---- MATERIAL SHOWN

//! Standard error response body.

use serde::{Deserialize, Serialize};

/// The JSON body the broker returns for most error responses.
///
/// ```json
/// { "error": "insufficient credits", "code": "insufficient_credits" }
/// ```
///
/// Some endpoints add fields (a `402` carries the credit shortfall, see
/// [`crate::InsufficientCreditsBody`]); those are ignored here.
#[derive(Debug, Clone, Serialize, Deserialize, PartialEq, Eq)]
pub struct ErrorResponse {
    /// Human-readable description of the problem.
    #[serde(alias = "message")]
    pub error: String,

    /// Machine-readable error code, when the broker supplies one.
    #[serde(default, skip_serializing_if = "Option::is_none")]
    pub code: Option<String>,
}

impl ErrorResponse {
    pub fn new(code: impl Into<String>, error: impl Into<String>) -> Self {
        Self {
            code: Some(code.into()),
            error: error.into(),
        }
    }
}

/// Well-known error codes.
pub mod codes {
    pub const INVALID_PARAMETER: &str = "invalid_parameter";
    pub const UNAUTHORIZED: &str = "unauthorized";
    pub const INSUFFICIENT_CREDITS: &str = "insufficient_credits";
    pub const NOT_FOUND: &str = "not_found";
    pub const CONFLICT: &str = "conflict";
    pub const INTERNAL_ERROR: &str = "internal_error";
}

#[cfg(test)]
mod tests {
    use super::*;

    #[test]
    fn message_alias_is_accepted() {
        let e: ErrorResponse = serde_json::from_str(r#"{"message":"boom"}"#).unwrap();
        assert_eq!(e.error, "boom");
        assert_eq!(e.code, None);
    }

    #[test]
    fn code_omitted_when_absent() {
        let e = ErrorResponse {
            error: "x".into(),
            code: None,
        };
        assert_eq!(serde_json::to_string(&e).unwrap(), r#"{"error":"x"}"#);
    }
}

--------

TRY IT - In the records, how many lines hold the word "broker"? Answer with the number and no other words.

EXERCISE OUTPUT - 2